**What is needed**
The number of lines below holding the string "itself" is the only answer wanted.

**Supplied data**
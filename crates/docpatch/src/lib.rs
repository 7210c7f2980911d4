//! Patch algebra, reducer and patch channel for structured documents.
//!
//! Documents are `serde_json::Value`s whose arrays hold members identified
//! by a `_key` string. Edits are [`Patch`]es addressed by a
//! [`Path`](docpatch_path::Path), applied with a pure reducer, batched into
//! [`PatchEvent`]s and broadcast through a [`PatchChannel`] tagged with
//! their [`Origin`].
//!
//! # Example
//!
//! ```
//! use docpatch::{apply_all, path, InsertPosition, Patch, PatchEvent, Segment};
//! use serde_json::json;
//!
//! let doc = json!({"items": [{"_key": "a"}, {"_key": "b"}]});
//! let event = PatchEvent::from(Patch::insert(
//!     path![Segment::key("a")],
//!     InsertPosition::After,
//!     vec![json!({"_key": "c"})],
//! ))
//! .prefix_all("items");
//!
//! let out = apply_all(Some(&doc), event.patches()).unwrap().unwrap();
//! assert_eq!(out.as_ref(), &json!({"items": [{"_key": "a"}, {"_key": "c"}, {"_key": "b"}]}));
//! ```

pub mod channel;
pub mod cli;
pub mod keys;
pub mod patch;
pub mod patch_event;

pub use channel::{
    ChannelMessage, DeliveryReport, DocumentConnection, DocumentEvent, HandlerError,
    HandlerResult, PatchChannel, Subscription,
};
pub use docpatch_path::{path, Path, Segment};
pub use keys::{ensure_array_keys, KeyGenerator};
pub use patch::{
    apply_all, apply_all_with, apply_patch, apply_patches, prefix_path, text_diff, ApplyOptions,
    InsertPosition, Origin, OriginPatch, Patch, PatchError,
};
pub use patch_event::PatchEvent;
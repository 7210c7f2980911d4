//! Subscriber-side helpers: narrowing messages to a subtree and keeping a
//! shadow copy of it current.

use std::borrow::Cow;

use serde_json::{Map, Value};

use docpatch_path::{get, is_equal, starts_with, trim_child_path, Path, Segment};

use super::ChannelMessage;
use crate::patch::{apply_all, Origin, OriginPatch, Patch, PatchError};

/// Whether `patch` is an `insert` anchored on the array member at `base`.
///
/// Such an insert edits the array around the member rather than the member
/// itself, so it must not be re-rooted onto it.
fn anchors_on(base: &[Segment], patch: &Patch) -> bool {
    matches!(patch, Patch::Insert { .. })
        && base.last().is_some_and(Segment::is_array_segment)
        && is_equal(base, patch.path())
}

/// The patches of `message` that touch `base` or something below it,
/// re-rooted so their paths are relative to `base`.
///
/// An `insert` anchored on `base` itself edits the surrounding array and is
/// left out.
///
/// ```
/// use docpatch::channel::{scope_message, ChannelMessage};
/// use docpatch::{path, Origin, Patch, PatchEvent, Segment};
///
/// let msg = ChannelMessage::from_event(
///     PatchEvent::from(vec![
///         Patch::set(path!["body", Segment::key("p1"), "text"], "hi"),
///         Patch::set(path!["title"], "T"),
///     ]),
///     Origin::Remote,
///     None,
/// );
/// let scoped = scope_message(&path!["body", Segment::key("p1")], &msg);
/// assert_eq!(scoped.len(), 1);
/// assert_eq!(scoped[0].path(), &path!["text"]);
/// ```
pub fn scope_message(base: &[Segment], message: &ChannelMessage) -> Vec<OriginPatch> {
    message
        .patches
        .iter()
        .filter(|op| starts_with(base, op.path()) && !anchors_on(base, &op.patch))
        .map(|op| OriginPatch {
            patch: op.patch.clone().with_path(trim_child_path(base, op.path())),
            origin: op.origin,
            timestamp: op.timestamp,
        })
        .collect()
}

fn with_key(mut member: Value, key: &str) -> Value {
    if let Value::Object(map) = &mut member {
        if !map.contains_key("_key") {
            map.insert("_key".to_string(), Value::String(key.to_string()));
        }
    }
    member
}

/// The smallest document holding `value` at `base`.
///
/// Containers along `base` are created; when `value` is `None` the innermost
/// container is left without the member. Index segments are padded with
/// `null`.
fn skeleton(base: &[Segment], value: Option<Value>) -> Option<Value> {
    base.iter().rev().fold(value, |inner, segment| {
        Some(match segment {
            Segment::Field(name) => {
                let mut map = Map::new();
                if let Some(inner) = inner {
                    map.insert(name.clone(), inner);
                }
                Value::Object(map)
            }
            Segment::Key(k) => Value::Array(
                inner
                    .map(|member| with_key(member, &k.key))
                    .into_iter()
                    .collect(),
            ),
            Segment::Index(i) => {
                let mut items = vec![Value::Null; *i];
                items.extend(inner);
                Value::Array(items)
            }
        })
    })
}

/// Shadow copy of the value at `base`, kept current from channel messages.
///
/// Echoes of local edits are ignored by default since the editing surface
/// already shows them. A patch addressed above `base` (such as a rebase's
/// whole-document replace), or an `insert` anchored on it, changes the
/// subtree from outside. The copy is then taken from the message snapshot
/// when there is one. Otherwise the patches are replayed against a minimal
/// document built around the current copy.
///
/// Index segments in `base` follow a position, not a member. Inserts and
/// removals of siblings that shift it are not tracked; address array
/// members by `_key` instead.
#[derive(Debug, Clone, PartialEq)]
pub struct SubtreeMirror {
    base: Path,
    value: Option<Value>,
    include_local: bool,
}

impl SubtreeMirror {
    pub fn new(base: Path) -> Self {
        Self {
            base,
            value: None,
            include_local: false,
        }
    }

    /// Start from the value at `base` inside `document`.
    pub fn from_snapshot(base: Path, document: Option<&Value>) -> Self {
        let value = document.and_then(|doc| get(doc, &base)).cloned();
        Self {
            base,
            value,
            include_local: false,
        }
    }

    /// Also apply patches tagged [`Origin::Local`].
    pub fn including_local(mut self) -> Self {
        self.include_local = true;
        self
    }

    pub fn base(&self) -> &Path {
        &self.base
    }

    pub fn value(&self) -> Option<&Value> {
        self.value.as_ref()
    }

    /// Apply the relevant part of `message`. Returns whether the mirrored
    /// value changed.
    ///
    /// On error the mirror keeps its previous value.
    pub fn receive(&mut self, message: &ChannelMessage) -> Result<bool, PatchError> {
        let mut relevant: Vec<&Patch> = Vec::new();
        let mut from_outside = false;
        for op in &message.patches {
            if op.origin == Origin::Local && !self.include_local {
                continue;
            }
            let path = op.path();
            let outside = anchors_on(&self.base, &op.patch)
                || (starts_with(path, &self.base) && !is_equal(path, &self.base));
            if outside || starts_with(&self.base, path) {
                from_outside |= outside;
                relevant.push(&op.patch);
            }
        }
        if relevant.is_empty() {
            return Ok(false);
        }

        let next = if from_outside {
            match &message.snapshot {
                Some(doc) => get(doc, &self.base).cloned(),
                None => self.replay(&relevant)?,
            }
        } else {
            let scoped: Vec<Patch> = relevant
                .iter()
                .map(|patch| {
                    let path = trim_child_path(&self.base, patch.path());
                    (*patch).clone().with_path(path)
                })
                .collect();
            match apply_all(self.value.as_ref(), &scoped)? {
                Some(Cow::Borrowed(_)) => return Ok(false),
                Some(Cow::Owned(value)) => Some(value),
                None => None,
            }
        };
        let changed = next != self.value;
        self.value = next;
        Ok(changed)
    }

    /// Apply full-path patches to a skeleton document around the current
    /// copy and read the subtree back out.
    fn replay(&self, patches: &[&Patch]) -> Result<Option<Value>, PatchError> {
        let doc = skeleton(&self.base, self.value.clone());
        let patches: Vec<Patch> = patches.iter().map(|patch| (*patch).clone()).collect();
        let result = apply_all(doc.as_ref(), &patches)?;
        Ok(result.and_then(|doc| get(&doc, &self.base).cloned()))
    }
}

**Your solution**
2